• About this exercise: Report, from the records below, every line where the word "tracing" appears.

• Available data:
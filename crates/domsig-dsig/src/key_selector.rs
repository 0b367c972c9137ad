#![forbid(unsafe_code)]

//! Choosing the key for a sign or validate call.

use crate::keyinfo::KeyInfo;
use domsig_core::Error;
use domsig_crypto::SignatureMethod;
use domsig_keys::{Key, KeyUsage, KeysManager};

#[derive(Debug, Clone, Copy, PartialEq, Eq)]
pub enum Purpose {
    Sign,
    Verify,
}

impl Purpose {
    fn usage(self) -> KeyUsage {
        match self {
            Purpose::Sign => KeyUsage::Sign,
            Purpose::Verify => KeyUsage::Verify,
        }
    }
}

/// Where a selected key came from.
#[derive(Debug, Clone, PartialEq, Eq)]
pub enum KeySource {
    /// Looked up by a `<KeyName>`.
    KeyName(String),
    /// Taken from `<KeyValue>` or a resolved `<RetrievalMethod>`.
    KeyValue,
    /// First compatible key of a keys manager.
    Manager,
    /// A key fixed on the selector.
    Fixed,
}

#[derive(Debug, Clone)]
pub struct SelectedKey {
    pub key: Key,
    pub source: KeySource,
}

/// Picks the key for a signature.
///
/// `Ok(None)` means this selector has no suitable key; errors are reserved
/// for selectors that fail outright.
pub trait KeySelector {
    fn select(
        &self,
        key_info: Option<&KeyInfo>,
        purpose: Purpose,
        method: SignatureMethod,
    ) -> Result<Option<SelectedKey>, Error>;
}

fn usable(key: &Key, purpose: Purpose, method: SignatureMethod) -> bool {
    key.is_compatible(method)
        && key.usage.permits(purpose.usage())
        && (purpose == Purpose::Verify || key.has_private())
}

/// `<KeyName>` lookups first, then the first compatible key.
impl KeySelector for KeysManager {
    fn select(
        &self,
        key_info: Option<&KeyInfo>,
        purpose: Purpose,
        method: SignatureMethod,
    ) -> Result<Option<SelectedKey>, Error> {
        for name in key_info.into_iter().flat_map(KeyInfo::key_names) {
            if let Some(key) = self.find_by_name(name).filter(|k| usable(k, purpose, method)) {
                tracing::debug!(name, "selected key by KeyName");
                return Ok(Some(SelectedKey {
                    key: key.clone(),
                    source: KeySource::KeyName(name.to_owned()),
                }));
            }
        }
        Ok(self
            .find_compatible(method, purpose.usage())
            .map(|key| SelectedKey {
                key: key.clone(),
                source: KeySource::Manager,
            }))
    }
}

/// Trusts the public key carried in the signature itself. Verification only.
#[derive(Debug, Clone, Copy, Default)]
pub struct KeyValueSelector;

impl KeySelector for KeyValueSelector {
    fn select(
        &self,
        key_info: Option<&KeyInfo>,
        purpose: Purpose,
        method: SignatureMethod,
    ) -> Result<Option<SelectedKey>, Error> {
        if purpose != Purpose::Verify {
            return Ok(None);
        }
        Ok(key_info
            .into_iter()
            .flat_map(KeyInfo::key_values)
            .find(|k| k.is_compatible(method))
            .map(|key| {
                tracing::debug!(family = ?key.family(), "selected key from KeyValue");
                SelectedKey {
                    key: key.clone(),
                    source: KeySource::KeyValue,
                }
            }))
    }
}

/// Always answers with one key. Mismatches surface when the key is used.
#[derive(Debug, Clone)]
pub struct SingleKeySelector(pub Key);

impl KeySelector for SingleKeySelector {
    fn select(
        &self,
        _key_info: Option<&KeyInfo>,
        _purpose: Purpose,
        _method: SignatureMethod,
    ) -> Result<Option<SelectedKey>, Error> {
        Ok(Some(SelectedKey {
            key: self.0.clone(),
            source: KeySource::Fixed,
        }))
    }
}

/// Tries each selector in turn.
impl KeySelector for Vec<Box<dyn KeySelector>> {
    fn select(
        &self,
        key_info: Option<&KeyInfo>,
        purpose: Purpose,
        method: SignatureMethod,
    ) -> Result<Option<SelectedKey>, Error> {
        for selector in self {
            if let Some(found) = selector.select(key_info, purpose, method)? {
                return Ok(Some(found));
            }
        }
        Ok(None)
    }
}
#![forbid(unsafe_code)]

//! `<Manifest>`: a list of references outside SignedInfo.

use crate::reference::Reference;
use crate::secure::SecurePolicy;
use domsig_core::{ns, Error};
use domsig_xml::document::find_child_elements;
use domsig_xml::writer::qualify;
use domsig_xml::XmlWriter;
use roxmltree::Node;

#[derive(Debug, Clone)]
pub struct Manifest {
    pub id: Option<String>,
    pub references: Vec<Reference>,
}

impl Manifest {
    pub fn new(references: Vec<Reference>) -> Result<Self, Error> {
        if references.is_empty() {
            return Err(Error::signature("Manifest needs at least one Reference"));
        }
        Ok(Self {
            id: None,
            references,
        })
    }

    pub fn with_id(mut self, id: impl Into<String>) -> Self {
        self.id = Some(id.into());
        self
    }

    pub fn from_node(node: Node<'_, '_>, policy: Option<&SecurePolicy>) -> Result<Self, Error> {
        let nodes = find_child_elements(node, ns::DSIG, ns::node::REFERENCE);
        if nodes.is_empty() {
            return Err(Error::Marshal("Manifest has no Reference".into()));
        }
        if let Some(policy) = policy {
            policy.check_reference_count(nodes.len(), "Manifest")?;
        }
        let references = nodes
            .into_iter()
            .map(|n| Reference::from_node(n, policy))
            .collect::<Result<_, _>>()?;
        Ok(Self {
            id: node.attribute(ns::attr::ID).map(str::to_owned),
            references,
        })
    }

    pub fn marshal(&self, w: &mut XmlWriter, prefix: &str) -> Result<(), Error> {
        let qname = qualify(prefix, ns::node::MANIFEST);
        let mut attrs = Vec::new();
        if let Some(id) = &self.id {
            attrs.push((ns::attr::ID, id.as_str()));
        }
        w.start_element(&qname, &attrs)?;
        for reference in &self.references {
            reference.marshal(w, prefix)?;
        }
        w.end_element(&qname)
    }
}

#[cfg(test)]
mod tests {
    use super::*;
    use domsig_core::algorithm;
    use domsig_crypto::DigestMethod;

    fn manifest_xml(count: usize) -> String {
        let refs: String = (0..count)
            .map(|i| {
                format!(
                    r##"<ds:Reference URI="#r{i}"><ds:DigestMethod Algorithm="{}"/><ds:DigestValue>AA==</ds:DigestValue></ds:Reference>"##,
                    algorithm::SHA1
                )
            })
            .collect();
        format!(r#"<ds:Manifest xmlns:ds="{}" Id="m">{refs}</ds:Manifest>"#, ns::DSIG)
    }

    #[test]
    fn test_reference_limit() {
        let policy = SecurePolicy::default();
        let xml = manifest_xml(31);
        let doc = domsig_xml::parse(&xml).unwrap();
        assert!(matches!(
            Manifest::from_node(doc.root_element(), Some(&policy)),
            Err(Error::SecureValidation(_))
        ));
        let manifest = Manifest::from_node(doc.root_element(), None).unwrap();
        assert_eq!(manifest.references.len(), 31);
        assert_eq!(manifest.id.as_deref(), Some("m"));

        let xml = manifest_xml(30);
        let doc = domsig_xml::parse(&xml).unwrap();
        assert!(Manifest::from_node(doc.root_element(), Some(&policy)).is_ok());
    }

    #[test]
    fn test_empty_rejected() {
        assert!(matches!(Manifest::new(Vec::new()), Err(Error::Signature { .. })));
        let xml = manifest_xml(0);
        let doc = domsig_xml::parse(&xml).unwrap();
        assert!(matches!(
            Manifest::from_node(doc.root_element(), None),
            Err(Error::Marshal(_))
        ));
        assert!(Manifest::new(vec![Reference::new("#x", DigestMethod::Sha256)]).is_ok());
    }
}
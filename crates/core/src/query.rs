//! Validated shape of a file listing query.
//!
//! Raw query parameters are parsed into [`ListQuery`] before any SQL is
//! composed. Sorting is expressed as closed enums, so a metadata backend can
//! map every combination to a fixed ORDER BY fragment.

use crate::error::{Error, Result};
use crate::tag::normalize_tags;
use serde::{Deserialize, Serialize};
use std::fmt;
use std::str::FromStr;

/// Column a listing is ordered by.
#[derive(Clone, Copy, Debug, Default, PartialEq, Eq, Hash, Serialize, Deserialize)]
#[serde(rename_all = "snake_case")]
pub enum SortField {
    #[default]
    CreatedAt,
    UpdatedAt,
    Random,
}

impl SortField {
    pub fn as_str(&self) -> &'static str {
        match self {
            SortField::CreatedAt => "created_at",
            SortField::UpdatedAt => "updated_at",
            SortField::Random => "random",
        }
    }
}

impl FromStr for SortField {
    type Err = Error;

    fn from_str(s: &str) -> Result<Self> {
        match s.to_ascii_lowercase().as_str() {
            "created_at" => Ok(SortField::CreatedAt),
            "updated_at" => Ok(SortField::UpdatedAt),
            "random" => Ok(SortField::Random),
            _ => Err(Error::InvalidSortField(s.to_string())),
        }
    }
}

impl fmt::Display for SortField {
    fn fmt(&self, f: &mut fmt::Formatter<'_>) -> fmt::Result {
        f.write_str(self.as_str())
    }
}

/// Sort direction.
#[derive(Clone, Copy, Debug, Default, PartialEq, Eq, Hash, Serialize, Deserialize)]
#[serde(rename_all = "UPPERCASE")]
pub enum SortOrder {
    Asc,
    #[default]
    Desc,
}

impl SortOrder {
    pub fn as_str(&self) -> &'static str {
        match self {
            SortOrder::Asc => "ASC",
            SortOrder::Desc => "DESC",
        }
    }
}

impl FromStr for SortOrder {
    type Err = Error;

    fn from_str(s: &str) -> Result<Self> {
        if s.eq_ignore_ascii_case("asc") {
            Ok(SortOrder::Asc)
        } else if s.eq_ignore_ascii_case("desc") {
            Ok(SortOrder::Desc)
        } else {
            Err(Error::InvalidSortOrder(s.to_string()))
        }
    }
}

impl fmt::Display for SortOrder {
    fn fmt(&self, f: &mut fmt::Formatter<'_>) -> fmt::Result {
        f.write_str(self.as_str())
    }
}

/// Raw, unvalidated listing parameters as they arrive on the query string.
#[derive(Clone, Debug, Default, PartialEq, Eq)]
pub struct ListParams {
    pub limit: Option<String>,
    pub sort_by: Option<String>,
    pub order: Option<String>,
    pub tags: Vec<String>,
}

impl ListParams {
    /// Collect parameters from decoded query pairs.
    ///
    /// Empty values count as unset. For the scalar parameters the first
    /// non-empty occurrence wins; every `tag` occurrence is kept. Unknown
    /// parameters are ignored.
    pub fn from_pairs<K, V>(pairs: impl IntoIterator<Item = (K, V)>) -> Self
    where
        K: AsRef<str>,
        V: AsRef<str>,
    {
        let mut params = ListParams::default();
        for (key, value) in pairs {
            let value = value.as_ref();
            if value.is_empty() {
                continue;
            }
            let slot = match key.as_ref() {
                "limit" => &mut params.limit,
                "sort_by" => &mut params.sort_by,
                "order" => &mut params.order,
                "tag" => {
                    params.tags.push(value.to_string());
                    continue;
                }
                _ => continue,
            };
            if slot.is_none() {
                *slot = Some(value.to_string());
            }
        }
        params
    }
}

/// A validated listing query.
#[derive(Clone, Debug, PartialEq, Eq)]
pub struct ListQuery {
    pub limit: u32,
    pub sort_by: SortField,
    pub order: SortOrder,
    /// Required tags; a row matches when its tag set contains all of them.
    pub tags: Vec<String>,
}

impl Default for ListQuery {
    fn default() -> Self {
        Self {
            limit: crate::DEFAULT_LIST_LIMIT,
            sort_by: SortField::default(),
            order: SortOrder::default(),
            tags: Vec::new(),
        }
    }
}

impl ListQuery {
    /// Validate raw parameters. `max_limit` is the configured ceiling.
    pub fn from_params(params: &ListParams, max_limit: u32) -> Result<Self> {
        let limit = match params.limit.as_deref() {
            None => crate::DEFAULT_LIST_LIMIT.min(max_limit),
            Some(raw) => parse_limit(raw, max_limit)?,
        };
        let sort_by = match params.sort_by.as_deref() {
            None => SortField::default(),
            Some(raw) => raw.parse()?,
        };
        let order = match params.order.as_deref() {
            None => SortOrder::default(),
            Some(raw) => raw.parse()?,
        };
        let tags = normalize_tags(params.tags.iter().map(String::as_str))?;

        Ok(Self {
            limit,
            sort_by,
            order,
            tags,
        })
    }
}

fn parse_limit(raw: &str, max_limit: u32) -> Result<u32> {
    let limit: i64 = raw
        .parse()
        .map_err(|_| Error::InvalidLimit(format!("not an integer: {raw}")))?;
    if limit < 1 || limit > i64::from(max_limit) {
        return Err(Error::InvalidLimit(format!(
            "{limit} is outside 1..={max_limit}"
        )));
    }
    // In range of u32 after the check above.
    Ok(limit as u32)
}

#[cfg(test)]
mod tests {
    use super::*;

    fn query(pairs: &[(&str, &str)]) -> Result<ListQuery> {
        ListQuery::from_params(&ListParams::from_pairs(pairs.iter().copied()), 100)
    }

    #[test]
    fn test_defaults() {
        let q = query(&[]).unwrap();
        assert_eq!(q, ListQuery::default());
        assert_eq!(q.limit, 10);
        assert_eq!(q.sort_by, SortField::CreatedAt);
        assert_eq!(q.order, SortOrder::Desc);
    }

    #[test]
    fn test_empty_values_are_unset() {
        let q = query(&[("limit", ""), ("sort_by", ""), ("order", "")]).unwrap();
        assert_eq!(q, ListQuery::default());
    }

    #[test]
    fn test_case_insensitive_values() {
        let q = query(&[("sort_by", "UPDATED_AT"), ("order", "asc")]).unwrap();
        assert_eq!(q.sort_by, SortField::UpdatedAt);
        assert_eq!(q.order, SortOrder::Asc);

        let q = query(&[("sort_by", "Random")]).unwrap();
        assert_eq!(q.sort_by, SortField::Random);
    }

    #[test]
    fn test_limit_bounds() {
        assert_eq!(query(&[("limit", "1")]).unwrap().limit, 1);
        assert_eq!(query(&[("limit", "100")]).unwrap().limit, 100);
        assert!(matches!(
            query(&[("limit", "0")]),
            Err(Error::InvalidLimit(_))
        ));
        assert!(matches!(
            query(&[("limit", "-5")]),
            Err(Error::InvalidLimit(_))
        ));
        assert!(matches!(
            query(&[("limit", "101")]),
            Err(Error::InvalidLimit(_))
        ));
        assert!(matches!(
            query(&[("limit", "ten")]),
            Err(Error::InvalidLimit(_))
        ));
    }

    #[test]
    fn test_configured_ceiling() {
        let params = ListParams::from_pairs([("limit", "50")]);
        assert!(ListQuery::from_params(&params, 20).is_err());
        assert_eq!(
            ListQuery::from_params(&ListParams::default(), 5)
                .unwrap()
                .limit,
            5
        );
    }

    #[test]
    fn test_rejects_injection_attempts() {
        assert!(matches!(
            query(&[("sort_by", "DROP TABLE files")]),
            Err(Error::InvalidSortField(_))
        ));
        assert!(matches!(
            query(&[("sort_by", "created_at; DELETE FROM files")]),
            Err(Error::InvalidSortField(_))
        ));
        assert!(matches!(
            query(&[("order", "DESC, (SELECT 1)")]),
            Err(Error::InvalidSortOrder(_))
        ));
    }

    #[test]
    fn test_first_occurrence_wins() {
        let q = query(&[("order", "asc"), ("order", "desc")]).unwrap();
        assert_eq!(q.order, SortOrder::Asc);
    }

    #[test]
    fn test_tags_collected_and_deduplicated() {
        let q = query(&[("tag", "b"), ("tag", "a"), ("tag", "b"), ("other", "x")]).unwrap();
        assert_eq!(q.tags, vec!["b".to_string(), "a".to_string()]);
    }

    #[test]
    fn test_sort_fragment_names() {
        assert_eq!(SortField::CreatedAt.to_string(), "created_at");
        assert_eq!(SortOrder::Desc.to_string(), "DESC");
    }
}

• Result of this task:
                tracing::debug!(name, "selected key by KeyName");
                tracing::debug!(family = ?key.family(), "selected key from KeyValue");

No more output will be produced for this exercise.